Exercise objective:
Write only how many lines in this data include "BTreeSet".

Entries shown:

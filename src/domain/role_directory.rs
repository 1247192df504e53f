use std::collections::BTreeSet;
use std::fs;
use std::path::{Path, PathBuf};

use super::conventions::AnsibleFolder;
use super::error::AppError;

/// A candidate role directory and the vocabulary folders it contains.
#[derive(Debug, Clone, PartialEq, Eq)]
pub struct RoleDirectory {
    root: PathBuf,
    name: String,
    present: BTreeSet<AnsibleFolder>,
}

impl RoleDirectory {
    /// Inspect `root`, keeping only sub-directories named in `vocabulary`.
    pub fn inspect(root: &Path, vocabulary: &[AnsibleFolder]) -> Result<Self, AppError> {
        let mut present = BTreeSet::new();

        for entry in fs::read_dir(root)? {
            let entry = entry?;
            if !entry.path().is_dir() {
                continue;
            }
            let file_name = entry.file_name();
            let Some(name) = file_name.to_str() else {
                continue;
            };
            if let Ok(folder) = name.parse::<AnsibleFolder>() {
                if vocabulary.contains(&folder) {
                    present.insert(folder);
                }
            }
        }

        let name = root
            .file_name()
            .map(|name| name.to_string_lossy().into_owned())
            .unwrap_or_else(|| root.display().to_string());

        Ok(Self { root: root.to_path_buf(), name, present })
    }

    pub fn root(&self) -> &Path {
        &self.root
    }

    pub fn name(&self) -> &str {
        &self.name
    }

    pub fn present(&self) -> &BTreeSet<AnsibleFolder> {
        &self.present
    }

    pub fn has(&self, folder: AnsibleFolder) -> bool {
        self.present.contains(&folder)
    }

    /// Vocabulary folders not found in this directory.
    pub fn missing(&self, vocabulary: &[AnsibleFolder]) -> Vec<AnsibleFolder> {
        vocabulary.iter().copied().filter(|folder| !self.present.contains(folder)).collect()
    }

    /// A role needs at least one recognized folder.
    pub fn is_valid(&self) -> bool {
        !self.present.is_empty()
    }

    pub fn folder_path(&self, folder: AnsibleFolder) -> PathBuf {
        self.root.join(folder.as_str())
    }

    pub fn meta_file(&self) -> PathBuf {
        self.folder_path(AnsibleFolder::Meta).join("main.yml")
    }

    pub fn readme_file(&self) -> PathBuf {
        self.root.join("README.md")
    }
}
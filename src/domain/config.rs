//! User configuration loaded from `~/.ansigenome.toml`.

use std::path::Path;

use serde::{Deserialize, Serialize};

use crate::domain::AppError;

/// Optional user preferences used when generating files.
#[derive(Debug, Clone, PartialEq, Eq, Serialize, Deserialize)]
#[serde(deny_unknown_fields)]
pub struct UserConfig {
    #[serde(default)]
    pub author: AuthorConfig,
    /// License written into new meta files.
    #[serde(default = "default_license")]
    pub license: String,
    /// Minimum Ansible version written into new meta files.
    #[serde(default = "default_min_ansible_version")]
    pub min_ansible_version: String,
    #[serde(default)]
    pub scm: ScmConfig,
    #[serde(default)]
    pub options: OptionsConfig,
}

impl Default for UserConfig {
    fn default() -> Self {
        Self {
            author: AuthorConfig::default(),
            license: default_license(),
            min_ansible_version: default_min_ansible_version(),
            scm: ScmConfig::default(),
            options: OptionsConfig::default(),
        }
    }
}

#[derive(Debug, Clone, PartialEq, Eq, Serialize, Deserialize)]
#[serde(deny_unknown_fields)]
pub struct AuthorConfig {
    #[serde(default = "default_author_name")]
    pub name: String,
    #[serde(default)]
    pub company: String,
    #[serde(default)]
    pub email: String,
    #[serde(default)]
    pub url: String,
}

impl Default for AuthorConfig {
    fn default() -> Self {
        Self {
            name: default_author_name(),
            company: String::new(),
            email: String::new(),
            url: String::new(),
        }
    }
}

/// Source control hosting used by `export`.
#[derive(Debug, Clone, PartialEq, Eq, Serialize, Deserialize)]
#[serde(deny_unknown_fields)]
pub struct ScmConfig {
    #[serde(default = "default_scm_host")]
    pub host: String,
    /// Account owning the role repositories; empty means roles are exported by name.
    #[serde(default)]
    pub user: String,
    /// Prefix prepended to role names to form repository names.
    #[serde(default)]
    pub repo_prefix: String,
}

impl Default for ScmConfig {
    fn default() -> Self {
        Self { host: default_scm_host(), user: String::new(), repo_prefix: String::new() }
    }
}

impl ScmConfig {
    /// Galaxy `src` for a role, or `None` when no SCM user is configured.
    pub fn source_for(&self, role: &str) -> Option<String> {
        if self.user.is_empty() {
            return None;
        }
        let host = self.host.trim_end_matches('/');
        Some(format!("{}/{}/{}{}", host, self.user, self.repo_prefix, role))
    }

    /// Galaxy-style `user.role` name.
    pub fn galaxy_name(&self, role: &str) -> String {
        if self.user.is_empty() { role.to_string() } else { format!("{}.{}", self.user, role) }
    }
}

#[derive(Debug, Clone, Default, PartialEq, Eq, Serialize, Deserialize)]
#[serde(deny_unknown_fields)]
pub struct OptionsConfig {
    /// Custom README template: a file path or an http(s) URL.
    #[serde(default)]
    pub readme_template: Option<String>,
}

fn default_license() -> String {
    "MIT".to_string()
}

fn default_min_ansible_version() -> String {
    "2.9".to_string()
}

fn default_author_name() -> String {
    "Your name".to_string()
}

fn default_scm_host() -> String {
    "https://github.com".to_string()
}

/// Parse configuration content; `file` is only used for error reporting.
pub fn parse_config_content(file: &Path, content: &str) -> Result<UserConfig, AppError> {
    toml::from_str(content).map_err(|err| AppError::Configuration {
        file: file.to_path_buf(),
        reason: err.to_string(),
    })
}
use minijinja::{AutoEscape, Environment, UndefinedBehavior};
use serde::Serialize;

use crate::domain::AppError;

/// Jinja template renderer backed by Minijinja.
pub struct TemplateRenderer {
    undefined: UndefinedBehavior,
}

impl TemplateRenderer {
    pub fn new() -> Self {
        Self { undefined: UndefinedBehavior::Strict }
    }

    /// Render `source` registered under `name`, which also names it in errors.
    pub fn render<C: Serialize>(
        &self,
        name: &str,
        source: &str,
        context: &C,
    ) -> Result<String, AppError> {
        let mut env = self.environment();
        env.add_template(name, source).map_err(|err| AppError::template(name, err))?;
        let template = env.get_template(name).map_err(|err| AppError::template(name, err))?;
        template.render(context).map_err(|err| AppError::template(name, err))
    }

    fn environment<'source>(&self) -> Environment<'source> {
        let mut env = Environment::new();
        env.set_undefined_behavior(self.undefined);
        env.set_auto_escape_callback(|_| AutoEscape::None);
        env.set_trim_blocks(true);
        env.set_lstrip_blocks(true);
        env.set_keep_trailing_newline(true);
        env.add_filter("quoted", quoted);
        env
    }
}

impl Default for TemplateRenderer {
    fn default() -> Self {
        Self::new()
    }
}

/// Double-quoted YAML scalar. JSON string syntax is a subset of YAML.
fn quoted(value: String) -> String {
    serde_json::to_string(&value).unwrap_or_else(|_| format!("\"{}\"", value))
}

#[cfg(test)]
mod tests {
    use super::*;
    use serde_json::json;

    #[test]
    fn renders_context_values() {
        let renderer = TemplateRenderer::new();
        let out = renderer.render("t.j2", "hello {{ name }}\n", &json!({"name": "web"})).unwrap();
        assert_eq!(out, "hello web\n");
    }

    #[test]
    fn quoted_filter_escapes_yaml() {
        let renderer = TemplateRenderer::new();
        let out = renderer
            .render("t.j2", "author: {{ name | quoted }}", &json!({"name": "O'Neil: \"ops\""}))
            .unwrap();
        assert_eq!(out, r#"author: "O'Neil: \"ops\"""#);
    }

    #[test]
    fn syntax_errors_name_the_template() {
        let renderer = TemplateRenderer::new();
        let err = renderer.render("README.md.j2", "{% if %}", &json!({})).unwrap_err();
        match err {
            AppError::TemplateSyntax { file, .. } => assert_eq!(file, "README.md.j2"),
            other => panic!("unexpected error: {other:?}"),
        }
    }

    #[test]
    fn undefined_values_are_errors() {
        let renderer = TemplateRenderer::new();
        let err = renderer.render("t.j2", "{{ missing }}", &json!({})).unwrap_err();
        assert!(matches!(err, AppError::TemplateSyntax { .. }));
    }

    #[test]
    fn render_errors_carry_the_template_name_once() {
        let renderer = TemplateRenderer::new();
        let err = renderer.render("custom.j2", "# {{ role.nope }}\n", &json!({"role": {}})).unwrap_err();
        match err {
            AppError::TemplateSyntax { reason, .. } => {
                assert!(reason.contains("custom.j2:1"), "{reason}");
                assert!(!reason.contains("<string>"), "{reason}");
                assert!(!reason.contains("(line"), "{reason}");
            }
            other => panic!("unexpected error: {other:?}"),
        }
    }

    #[test]
    fn yaml_templates_are_not_escaped() {
        let renderer = TemplateRenderer::new();
        let out = renderer
            .render("meta/main.yml.j2", "author: {{ name }}\n", &json!({"name": "Ada <ops>"}))
            .unwrap();
        assert_eq!(out, "author: Ada <ops>\n");
    }
}
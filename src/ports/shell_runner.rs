use std::path::Path;

use crate::domain::AppError;

/// Captured result of a finished shell command.
#[derive(Debug, Clone, Default, PartialEq, Eq)]
pub struct ShellOutput {
    /// Exit code, `None` when the process was terminated by a signal.
    pub code: Option<i32>,
    pub stdout: String,
    pub stderr: String,
}

impl ShellOutput {
    pub fn success(&self) -> bool {
        self.code == Some(0)
    }

    /// Best human-readable explanation of a failure.
    pub fn failure_details(&self) -> String {
        let stderr = self.stderr.trim();
        if !stderr.is_empty() {
            return stderr.to_string();
        }
        match self.code {
            Some(code) => format!("exited with status {}", code),
            None => "terminated by signal".to_string(),
        }
    }
}

/// Port for executing shell commands inside a directory.
pub trait ShellRunner {
    /// Run `command` with `cwd` as working directory.
    ///
    /// Spawn failures are errors; a non-zero exit is reported through [`ShellOutput`].
    fn run(&self, command: &str, cwd: &Path) -> Result<ShellOutput, AppError>;
}
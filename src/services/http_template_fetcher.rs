//! Remote template download using reqwest.

use std::time::Duration;

use reqwest::blocking::Client;
use tracing::debug;
use url::Url;

use crate::domain::AppError;
use crate::ports::TemplateFetcher;

const DEFAULT_TIMEOUT_SECS: u64 = 10;

/// Blocking HTTP fetcher for `http` and `https` template URLs.
#[derive(Debug, Clone)]
pub struct HttpTemplateFetcher {
    client: Client,
}

impl HttpTemplateFetcher {
    pub fn new() -> Result<Self, AppError> {
        Self::with_timeout(Duration::from_secs(DEFAULT_TIMEOUT_SECS))
    }

    pub fn with_timeout(timeout: Duration) -> Result<Self, AppError> {
        let client = Client::builder().timeout(timeout).build().map_err(|e| {
            AppError::UrlUnreachable {
                url: String::new(),
                reason: format!("Failed to create HTTP client: {}", e),
            }
        })?;
        Ok(Self { client })
    }
}

impl TemplateFetcher for HttpTemplateFetcher {
    fn fetch(&self, url: &Url) -> Result<String, AppError> {
        debug!(%url, "fetching template");
        let unreachable =
            |reason: String| AppError::UrlUnreachable { url: url.to_string(), reason };

        let response =
            self.client.get(url.clone()).send().map_err(|e| unreachable(e.to_string()))?;

        let status = response.status();
        if !status.is_success() {
            return Err(unreachable(format!("HTTP {}", status)));
        }

        response.text().map_err(|e| unreachable(e.to_string()))
    }
}
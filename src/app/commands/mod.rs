pub mod dump;
pub mod export;
pub mod init;
pub mod rebuild;
pub mod run;
pub mod scan;

use std::fs;
use std::path::Path;

use crate::domain::AppError;

/// Write `content` to `path`, creating missing parent directories.
pub(crate) fn write_file(path: &Path, content: &str) -> Result<(), AppError> {
    if let Some(parent) = path.parent() {
        fs::create_dir_all(parent)
            .map_err(|source| AppError::PathUnmakable { path: parent.to_path_buf(), source })?;
    }
    fs::write(path, content).map_err(|source| AppError::PathUnmakable { path: path.to_path_buf(), source })
}
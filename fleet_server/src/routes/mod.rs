use rocket::{routes, Route};

pub mod carves;
pub mod hosts;
pub mod osquery;

/// Agent-facing routes (enroll, check-in, inventory, carving)
pub fn osquery_routes() -> Vec<Route> {
    routes![
        osquery::enroll,
        osquery::checkin,
        osquery::software,
        osquery::carve_begin,
        osquery::carve_block,
    ]
}

/// Operator routes over hosts and carves
pub fn api_routes() -> Vec<Route> {
    routes![
        // Hosts
        hosts::list_hosts,
        hosts::search_hosts,
        hosts::host_summary,
        hosts::host_by_identifier,
        hosts::get_host,
        hosts::delete_host,
        hosts::refetch_host,
        hosts::transfer_hosts,
        hosts::transfer_hosts_by_filter,

        // Carves
        carves::list_carves,
        carves::get_carve,
        carves::get_block,
    ]
}
use std::sync::Arc;

use chrono::Utc;
use rocket::tokio;

use crate::state::AppState;

pub fn spawn_incoming_cleanup(state: Arc<AppState>) {
    let interval = state.settings().incoming_cleanup_interval();
    tokio::spawn(async move {
        loop {
            tokio::time::sleep(interval).await;

            let now = Utc::now().naive_utc();
            if let Err(e) = state.run(move |svc| svc.cleanup_incoming_hosts(now)).await {
                log::error!("incoming host cleanup failed: {}", e);
            }
        }
    });
}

Result for this task:
4